(Virtual) Reality check in Amsterdam
in 34th International Documentary Film Festival Amsterdam (IDFA)
The multi-sensory media experience that is called Symbiosis was a new kind of experience for Steffen Moestrup. Here he talks to Marcel van Brakel, the creator of the project, and extrapolates the intentions of the device being an addition to the human experience rather than an alternative one.
Two people dress me up in Amsterdam. They’re putting me into something reminiscent of an astronaut suit. Connected to the suit is a tangle of plastic wires, small containers with scents and inflatable holsters. My hands get attached in front of my chest and I get the VR headset down over my face. I am now inside the virtual world. A peculiar creature looks at me. It looks like a strange combination of a toad, a lizard and a human. Soon, a larger herd of these creatures are surrounding me. They are both alluring and disgusting at the same time. Suddenly a virtual human figure reaches out to me with a hand. In a split second, the virtual world meets the real one, as I am served a mouthful of real food on a spoon, a mouthful of food created by a chef from a one-star Michelin restaurant out here in the physical world.
I’m in Amsterdam but right now I’ve been inside an installation – or whatever you want to call it; it is as if the right words are difficult to find. It is called Symbiosis and it is a multi-sensory media experience that thematizes our cohesion with nature. The multi-sensory experience requires a clumsy suit and a lot of equipment, but in fact it is also all that gear that makes me never completely forget myself. I never turn into a toad but am always aware that I am still a human being standing in a room in Amsterdam. And that is precisely a relevant point when we talk about virtual reality productions, says Marcel van Brakel, who is one of the creators behind Symbiosis: “We are not trying to reproduce reality but to expand it by bringing the user into another body and thus removing the human-centric perspective that is almost always our fundament in media experiences. At the same time, the user should not lose himself. This is not escapism, and there is something effective in the dialectic between both being oneself and being another at the same time,” Marcel concludes.

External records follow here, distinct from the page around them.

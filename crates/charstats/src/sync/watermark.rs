//! Sync boundary selection.

use chrono::{DateTime, Utc};
use sea_orm::DatabaseConnection;

use crate::store::{self, StoreError};

/// Decide the `changed` lower bound for a sync.
///
/// `full` forces a full sync. Otherwise the newest stored item change is
/// used, and an empty store also yields a full sync.
pub async fn resolve_watermark(
    db: &DatabaseConnection,
    full: bool,
) -> Result<Option<DateTime<Utc>>, StoreError> {
    if full {
        tracing::debug!("Full sync requested, ignoring local watermark");
        return Ok(None);
    }

    let since = store::latest_changed(db).await?;
    match since {
        Some(ts) => tracing::debug!(since = %ts, "Incremental sync from local watermark"),
        None => tracing::debug!("No local items, falling back to full sync"),
    }
    Ok(since)
}
//! The `sync` command: pull changed vocab and items into the local database.

use std::sync::Arc;

use charstats::db;
use charstats::skritter::SkritterClient;
use charstats::sync::{SyncOptions, SyncSummary, run_sync};
use console::{Term, style};

use crate::config::Config;
use crate::progress::ProgressReporter;

/// Flags accepted by `charstats sync`.
#[derive(Debug, Clone, clap::Args)]
pub(crate) struct SyncArgs {
    /// Skritter API token (default from config or CHARSTATS_SKRITTER_TOKEN)
    #[arg(short, long)]
    token: Option<String>,

    /// Ignore the last sync time and fetch everything
    #[arg(short, long)]
    full: bool,

    /// Items written per statement (default from config or 100)
    #[arg(short, long)]
    batch_size: Option<usize>,
}

impl SyncArgs {
    fn options(&self, config: &Config) -> SyncOptions {
        SyncOptions {
            full: self.full,
            batch_size: self.batch_size.unwrap_or(config.sync.batch_size),
        }
    }

    fn token(&self, config: &Config) -> Option<String> {
        self.token
            .clone()
            .filter(|t| !t.is_empty())
            .or_else(|| config.skritter_token())
    }
}

pub(crate) async fn handle_sync(
    args: SyncArgs,
    config: &Config,
    database_url: &str,
) -> Result<(), Box<dyn std::error::Error>> {
    let token = args.token(config).ok_or(
        "No Skritter token configured. Pass --token or set CHARSTATS_SKRITTER_TOKEN.",
    )?;
    let options = args.options(config);

    let db = db::connect_and_migrate(database_url).await?;
    db::status_check(&db).await?;

    let client = SkritterClient::new(&config.skritter_host(), &token)?;
    tracing::debug!(base_url = client.base_url(), full = options.full, "Starting sync");

    let is_tty = Term::stdout().is_term();
    let reporter = Arc::new(ProgressReporter::new());
    let callback = reporter.as_callback();

    let result = run_sync(&db, &client, &options, Some(&*callback)).await;
    reporter.finish();
    let summary = result?;

    if is_tty {
        println!();
        for line in summary_lines(&summary) {
            println!("{}", line);
        }
    } else {
        tracing::info!(
            watermark = ?summary.watermark,
            pages = summary.pages,
            vocabs_fetched = summary.vocabs_fetched,
            items_fetched = summary.items_fetched,
            vocabs_affected = summary.vocabs_affected,
            items_affected = summary.items_affected,
            "Sync finished"
        );
    }

    Ok(())
}

fn summary_lines(summary: &SyncSummary) -> Vec<String> {
    let mode = match summary.watermark {
        Some(since) => format!("changes since {}", since.format("%Y-%m-%d %H:%M:%S UTC")),
        None => "full sync".to_string(),
    };

    vec![
        format!("{} ({})", style("Sync complete").bold().green(), mode),
        format!(
            "  Fetched: {} vocabs, {} items over {} page(s)",
            summary.vocabs_fetched, summary.items_fetched, summary.pages
        ),
        format!(
            "  Saved:   {} vocab rows, {} item rows",
            summary.vocabs_affected, summary.items_affected
        ),
    ]
}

Symbiosis is at once theater, film and computer games, and also a deeply interesting way of rethinking these media and ways of expression. All in all, the DocLab part of the documentary film festival IDFA in Amsterdam is the place to be if you want to orientate yourself in the world of new media – and the fusion of old media. It seemed sensible to ask Marcel van Brakel what he thinks these technologies such as a haptic suit can do in terms of creatively treating reality, so that’s exactly what I did:
What do you think technologies such as the haptic suit can do in terms of a creative treatment of reality?

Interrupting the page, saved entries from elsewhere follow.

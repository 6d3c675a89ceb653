/// Derives the on-disk cache filename for a raw URL.
///
/// Each maximal run of non-alphanumeric characters collapses into a single
/// `_`, so `http://example.com/a` becomes `http_example_com_a`. Distinct
/// URLs that differ only in folded characters collide; the cache accepts
/// that as a known limitation.
pub fn cache_filename(raw_url: &str) -> String {
    let mut name = String::with_capacity(raw_url.len());
    let mut in_run = false;

    for c in raw_url.chars() {
        if c.is_ascii_alphanumeric() {
            name.push(c);
            in_run = false;
        } else if !in_run {
            name.push('_');
            in_run = true;
        }
    }

    name
}
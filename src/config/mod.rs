//! Configuration module for sitegrab
//!
//! This module handles loading TOML configuration files and validating the
//! resolved configuration. Every value has a default except the start URL,
//! which must come from either the file or the command line.
//!
//! # Example
//!
//! ```no_run
//! use sitegrab::config::load_config;
//! use std::path::Path;
//!
//! let config = load_config(Path::new("crawl.toml")).unwrap();
//! println!("Crawler will use max depth: {}", config.crawler.max_depth);
//! ```

mod parser;
mod types;
mod validation;

// Re-export types
pub use types::{Config, CrawlerConfig, HttpConfig, StorageConfig};

// Re-export parser and validation functions
pub use parser::load_config;
pub use validation::validate;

A lot of virtual reality films and media products are very focused on the brain. You get the VR head set on and everything is pretty disconnected from the rest of your body. VR often becomes this very brainy experience. With Symbiosis and by for instance using the haptic suit we wanted to bring more emphasis on the body. The idea is to put the body in a different position and allow for a different perspective.
Is the ambition of Symbiosis then to mimic reality in the best possible way by, for instance, using touch, smell and taste?
No, we are rather trying to add another layer to reality. It’s not about mimicking. We are not toads and can never be one. Instead what we do is try to lure the user into rethinking what a human is and how different perspectives can perhaps let us reconsider our relationship to the environment, the plants and the species.
For some years now, we have talked about virtual reality and other technologies as a possible way to enrich, for instance documentary film, but we have also said that the technology is not completely there yet, that we still have some way to go before we can really use the potential of the technology. Do you also feel these technologies are still in their infancy?
Yes, for sure. There are different systems to create haptic feedback and we have just chosen to use the inflatable devices. From the outside our set-up seems very traditional, hard and a bit like a cyborg but inside the suit it’s much more soft and feminine. I like this contrast. I believe the future technologies will be more feminine in their nature, more biological.
What do you find most fascinating about working with these different technologies when building a story?
As a storyteller and a theatre director, the most important aspect for me is to give agency to the audience, to allow them to be there and be in position but also to have themselves inside these pieces. For instance, I have never been in a war so I can never know the true experience of war if I see it on film or in a virtual reality piece. But perhaps I have experienced a violent episode in my childhood and then I can put this into the piece and my interpretation of the piece. It will always be a dialogue between the user and the piece. This is also what we aim for in Symbiosis. Not to get the user to become the toad but to use this as a mirror with which you can look at yourself in new ways.